Performers on the site have earned more than £6.92bn since 2016, according to the company.

“Our creator-first approach to building the world’s safest social media platform propelled OnlyFans to a record-breaking 2021,” Amrapali Gan, its chief executive, said.

“We will continue to invest in the creator economy by enhancing safety, developing original OFTV content, and continuing to grow our community of creators and fans.”

More from Business

In its financial filings, the company boasted of how much money it had paid in taxes: as of last month, HM Revenue & Customs had received more than £147m from OnlyFans.

The company paid £76m in UK corporation tax on global revenues in the past year alone.

OnlyFans was founded by the British entrepreneur Tim Stokely in Essex in 2016. Subscribers have rocketed in recent years, rising from 82 million in 2020 to 187 million last year.

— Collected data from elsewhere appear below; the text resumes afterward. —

impl Decoder {
    pub fn new() -> Result<Self> {
        Self::with_capacity(DEFAULT_BUFFER_CAPACITY)
    }

    /// Create a decoder with a custom buffer capacity (at least
    /// [`MIN_BUFFER_CAPACITY`] bytes)
    pub fn with_capacity(capacity: usize) -> Result<Self> {
        if capacity < MIN_BUFFER_CAPACITY {
            return Err(Error::InvalidArgument(format!(
                "buffer capacity {} is below the minimum of {}",
                capacity, MIN_BUFFER_CAPACITY
            )));
        }

        let mut buf = Vec::new();
        buf.try_reserve_exact(capacity)
            .map_err(|e| Error::OutOfMemory(format!("{} byte buffer: {}", capacity, e)))?;

        Ok(Self {
            stage: Stage::ParseHeader,
            buf,
            capacity,
            total_parsed: 0,
            id3v2_checked: false,
            id3v2: None,
            trailer: None,
            vbr: None,
            frames: Vec::new(),
            frame_counter: 0,
            free_format_bytes: 0,
            duration_notified: false,
            complete_notified: false,
        })
    }

    /// Feed the next chunk of the stream.
    ///
    /// `eof` marks `data` as the final chunk; it is authoritative and the
    /// `EOF` flag is ignored here. All of `data` is consumed unless parsing
    /// completes early. On a parse failure the decoder is reset before the
    /// error is returned.
    pub fn submit(
        &mut self,
        data: &[u8],
        events: &mut dyn ParseEvents,
        flags: ParseFlags,
        eof: bool,
    ) -> Result<()> {
        if data.is_empty() {
            return Err(Error::InvalidArgument("empty input".into()));
        }
        if self.stage == Stage::ParseCompleted {
            return Err(Error::IllegalState("parsing already completed".into()));
        }

        let mut input = data;
        loop {
            let room = self.capacity - self.buf.len();
            let (chunk, rest) = input.split_at(room.min(input.len()));
            self.buf.extend_from_slice(chunk);
            input = rest;
            let at_eof = eof && input.is_empty();

            if let Err(e) = self.run_stages(events, flags, at_eof) {
                warn!("parse failure at offset {}: {}", self.total_parsed, e);
                self.reset();
                return Err(e);
            }

            if self.stage == Stage::ParseCompleted || input.is_empty() {
                return Ok(());
            }
            if self.buf.len() == self.capacity {
                let offset = self.total_parsed;
                self.reset();
                return Err(Error::ParseFailure(format!(
                    "no progress with a full buffer at offset {}",
                    offset
                )));
            }
        }
    }

    /// Parse a whole file, reading chunks of the buffer capacity.
    ///
    /// The `EOF` flag is not accepted here; the end of the file is detected
    /// while reading.
    pub fn parse_file<P: AsRef<Path>>(
        &mut self,
        path: P,
        events: &mut dyn ParseEvents,
        flags: ParseFlags,
    ) -> Result<()> {
        if flags.contains(ParseFlags::EOF) {
            return Err(Error::InvalidArgument(
                "the EOF flag cannot be used with parse_file".into(),
            ));
        }

        let path = path.as_ref();
        if path.as_os_str().is_empty() {
            return Err(Error::InvalidArgument("empty path".into()));
        }

        let file = File::open(path)?;
        let len = file.metadata()?.len();
        if len < HEADER_LEN as u64 {
            return Err(Error::InvalidFile(format!(
                "{} is {} bytes, smaller than a frame header",
                path.display(),
                len
            )));
        }

        debug!("parsing {} ({} bytes)", path.display(), len);
        self.parse_reader(file, events, flags)
    }

    /// Parse everything `reader` yields. One chunk is read ahead so the final
    /// chunk can be submitted with `eof` set.
    pub fn parse_reader<R: Read>(
        &mut self,
        mut reader: R,
        events: &mut dyn ParseEvents,
        flags: ParseFlags,
    ) -> Result<()> {
        let mut current = vec![0u8; self.capacity];
        let mut next = vec![0u8; self.capacity];

        let mut current_len = read_chunk(&mut reader, &mut current)?;
        if current_len == 0 {
            return Err(Error::InvalidFile("empty stream".into()));
        }

        loop {
            let next_len = read_chunk(&mut reader, &mut next)?;
            let eof = next_len == 0;

            self.submit(&current[..current_len], events, flags, eof)?;
            if eof || self.is_completed() {
                return Ok(());
            }

            std::mem::swap(&mut current, &mut next);
            current_len = next_len;
        }
    }

    /// Return to the freshly constructed state. Calling it twice is harmless.
    pub fn reset(&mut self) {
        self.stage = Stage::ParseHeader;
        self.buf.clear();
        self.total_parsed = 0;
        self.id3v2_checked = false;
        self.id3v2 = None;
        self.trailer = None;
        self.vbr = None;
        self.frames = Vec::new();
        self.frame_counter = 0;
        self.free_format_bytes = 0;
        self.duration_notified = false;
        self.complete_notified = false;
    }

    // ==========================================================================
    // STAGES
    // ==========================================================================

    fn run_stages(
        &mut self,
        events: &mut dyn ParseEvents,
        flags: ParseFlags,
        eof: bool,
    ) -> Result<()> {
        loop {
            let progressed = match self.stage {
                Stage::ParseHeader => self.parse_header(events, eof)?,
                Stage::ParseAudioFrame => self.parse_audio_frame(events, flags, eof),
                Stage::ParseTail => self.parse_tail(events, eof),
                Stage::ParseCompleted => return Ok(()),
            };
            if !progressed {
                return Ok(());
            }
        }
    }

    /// Detect the ID3v2 tag once, then skip its body
    fn parse_header(&mut self, events: &mut dyn ParseEvents, eof: bool) -> Result<bool> {
        if !self.id3v2_checked {
            let detected = match id3::detect_id3v2(&self.buf) {
                Ok(tag) => tag,
                // Fewer than 10 bytes in the whole stream
                Err(Error::NeedMoreData) if eof => None,
                Err(Error::NeedMoreData) => return Ok(false),
                Err(e) => return Err(e),
            };
            self.id3v2_checked = true;

            let Some(tag) = detected else {
                self.set_stage(Stage::ParseAudioFrame);
                return Ok(true);
            };

            debug!(
                "ID3v2.{}.{} tag, {} bytes",
                tag.version,
                tag.revision,
                tag.total_size()
            );
            self.consume(ID3V2_HEADER_LEN);
            events.on_meta_data(&MetaData::Id3v2Size(tag.total_size() as u32));
            self.id3v2 = Some(tag);
        }

        let end = self.id3v2.map_or(0, |tag| tag.total_size());
        let left = end.saturating_sub(self.total_parsed);
        let skipped = left.min(self.buf.len() as u64) as usize;
        self.consume(skipped);

        if self.total_parsed < end && !eof {
            return Ok(skipped > 0);
        }

        self.set_stage(Stage::ParseAudioFrame);
        Ok(true)
    }

    fn parse_audio_frame(
        &mut self,
        events: &mut dyn ParseEvents,
        flags: ParseFlags,
        eof: bool,
    ) -> bool {
        let previous = self
            .frames
            .last()
            .filter(|f| f.end_pos() == self.total_parsed)
            .map(|f| f.header);
        let resumed = previous.and_then(|prev| {
            sync::resume(&self.buf, &prev, self.free_format_bytes, eof, self.capacity)
        });
        let result = match resumed {
            Some(result) => result,
            None => sync::scan(&self.buf, &mut self.free_format_bytes, eof, self.capacity),
        };

        match result {
            SyncResult::Frame { offset, header } => {
                self.record_frame(offset, header, events, flags);
                true
            }
            SyncResult::Trailer { offset } => {
                debug_assert!(eof, "trailers are only reported at the end of the stream");
                self.consume(offset);
                self.enter_tail();
                true
            }
            SyncResult::NeedMoreData { skip } => {
                self.consume(skip);
                if eof {
                    self.enter_tail();
                    true
                } else {
                    skip > 0
                }
            }
        }
    }

    fn record_frame(
        &mut self,
        offset: usize,
        header: FrameHeader,
        events: &mut dyn ParseEvents,
        flags: ParseFlags,
    ) {
        let frame_pos = self.total_parsed + offset as u64;
        // Every recorded frame is consumed in full before the next scan
        debug_assert!(self.frames.last().map_or(0, |last| last.end_pos()) <= frame_pos);

        let end = (offset + header.frame_length as usize).min(self.buf.len());
        if self.vbr.is_none() {
            self.vbr = Some(VbrInfo::detect(&self.buf[offset..end], &header));
        }

        trace!(
            "frame {} at {}: {} {}, {} bps, {} bytes",
            self.frames.len(),
            frame_pos,
            header.version,
            header.layer,
            header.bitrate,
            header.frame_length
        );
        self.frames.push(FrameRecord { frame_pos, header });

        match self.declared_frames() {
            Some(declared) => self.frame_counter = declared,
            None => self.frame_counter += 1,
        }
        self.consume(end);

        if let Some(ms) = self.vbr.as_ref().and_then(|v| v.duration_ms) {
            if !self.duration_notified {
                self.duration_notified = true;
                events.on_meta_data(&MetaData::Duration(ms));
            }
            if flags.contains(ParseFlags::STOP_AFTER_DURATION) {
                debug!("duration known after {} bytes, stopping", self.total_parsed);
                self.complete(events);
            }
        }
    }

    /// Measure the trailing tags once the whole stream has been seen
    fn parse_tail(&mut self, events: &mut dyn ParseEvents, eof: bool) -> bool {
        if !eof {
            return false;
        }

        if let Some(trailer) = id3::measure_trailer(&self.buf, self.total_parsed) {
            debug!(
                "trailer: id3v1={} ape={} bytes",
                trailer.id3v1_size(),
                trailer.ape
            );
            if trailer.id3v1_size() > 0 {
                events.on_meta_data(&MetaData::Id3v1Size(trailer.id3v1_size()));
            }
            if trailer.ape > 0 {
                events.on_meta_data(&MetaData::ApeSize(trailer.ape));
            }
            self.trailer = Some(trailer);
        }

        let rest = self.buf.len();
        self.consume(rest);
        self.complete(events);
        true
    }

    fn enter_tail(&mut self) {
        debug!(
            "end of audio: {} frames recorded, {} total, bitrate type {}",
            self.frames.len(),
            self.frame_counter,
            self.vbr
                .as_ref()
                .map_or("none".to_string(), |v| v.bitrate_type.to_string())
        );
        self.set_stage(Stage::ParseTail);
    }

    fn complete(&mut self, events: &mut dyn ParseEvents) {
        self.set_stage(Stage::ParseCompleted);
        if !self.complete_notified {
            self.complete_notified = true;
            events.on_complete();
        }
    }

    fn set_stage(&mut self, stage: Stage) {
        if self.stage != stage {
            debug!("{:?} -> {:?} at offset {}", self.stage, stage, self.total_parsed);
            self.stage = stage;
        }
    }

    /// Drop `n` bytes from the front of the buffer
    fn consume(&mut self, n: usize) {
        let n = n.min(self.buf.len());
        self.buf.drain(..n);
        self.total_parsed += n as u64;
    }

    fn declared_frames(&self) -> Option<u64> {
        self.vbr
            .as_ref()
            .and_then(|v| v.total_frames)
            .map(u64::from)
    }

    // ==========================================================================
    // ACCESSORS
    // ==========================================================================

    pub fn stage(&self) -> Stage {
        self.stage
    }

    pub fn is_completed(&self) -> bool {
        self.stage == Stage::ParseCompleted
    }

    pub fn capacity(&self) -> usize {
        self.capacity
    }

    /// Bytes buffered but not consumed yet
    pub fn remain(&self) -> usize {
        self.buf.len()
    }

    /// Absolute offset of the first unconsumed byte
    pub fn total_parsed(&self) -> u64 {
        self.total_parsed
    }

    /// Accepted frames, in stream order
    pub fn frames(&self) -> &[FrameRecord] {
        &self.frames
    }

    pub fn gaps(&self) -> Vec<FrameGap> {
        frame::find_gaps(&self.frames)
    }

    /// Declared frame count from a VBR tag, otherwise the frames counted
    pub fn total_frames(&self) -> u64 {
        self.frame_counter
    }

    pub fn id3v2(&self) -> Option<&Id3v2Info> {
        self.id3v2.as_ref()
    }

    pub fn trailer(&self) -> Option<&TrailerInfo> {
        self.trailer.as_ref()
    }

    pub fn vbr_info(&self) -> Option<&VbrInfo> {
        self.vbr.as_ref()
    }

    /// Inferred unpadded free-format frame size, 0 while unknown
    pub fn free_format_bytes(&self) -> u32 {
        self.free_format_bytes
    }

    pub fn summary(&self) -> ParseSummary {
        let first = self.frames.first().map(|f| &f.header);
        ParseSummary {
            completed: self.is_completed(),
            bytes_parsed: self.total_parsed,
            frame_count: self.frames.len(),
            total_frames: self.frame_counter,
            id3v2_size: self.id3v2.map(|t| t.total_size()),
            id3v1_size: self
                .trailer
                .map(|t| t.id3v1_size())
                .filter(|&size| size > 0),
            ape_size: self.trailer.map(|t| t.ape).filter(|&size| size > 0),
            version: first.map(|h| h.version),
            layer: first.map(|h| h.layer),
            sample_rate: first.map(|h| h.sample_rate),
            channel_mode: first.map(|h| h.channel_mode),
            free_format: first.is_some_and(|h| h.is_free_format()),
            duration_ms: self.vbr.as_ref().and_then(|v| v.duration_ms),
            vbr: self.vbr.clone(),
            gap_count: self.gaps().len(),
            stats: FrameStats::from_frames(&self.frames),
        }
    }
}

“OnlyFans improved its business processes and gained market share, as reflected by our pivotal and record setting results across our business,” Lee Taylor, its chief financial officer, said.

“This business growth enables us to continue investing in the platform and in operations to ensure we provide our community with the safest social media site.”

A year ago, the company shocked the market when it announced that it would ban all explicit adult content.

The change was in response to pressure from payment providers, which threatened to cut the company off over potentially illegal content on the site.

But the company announced a week later that it was reversing its decision.

OnlyFans said it had “secured assurances necessary to support our diverse creator community and [had] suspended the planned October 1 policy change”.

In recent years, the company has tried to present itself as more mainstream, highlighting the musicians and comedians who also use the platform to get paid and interact directly with fans.

The company has yet to disclose any figures related to this side of its business.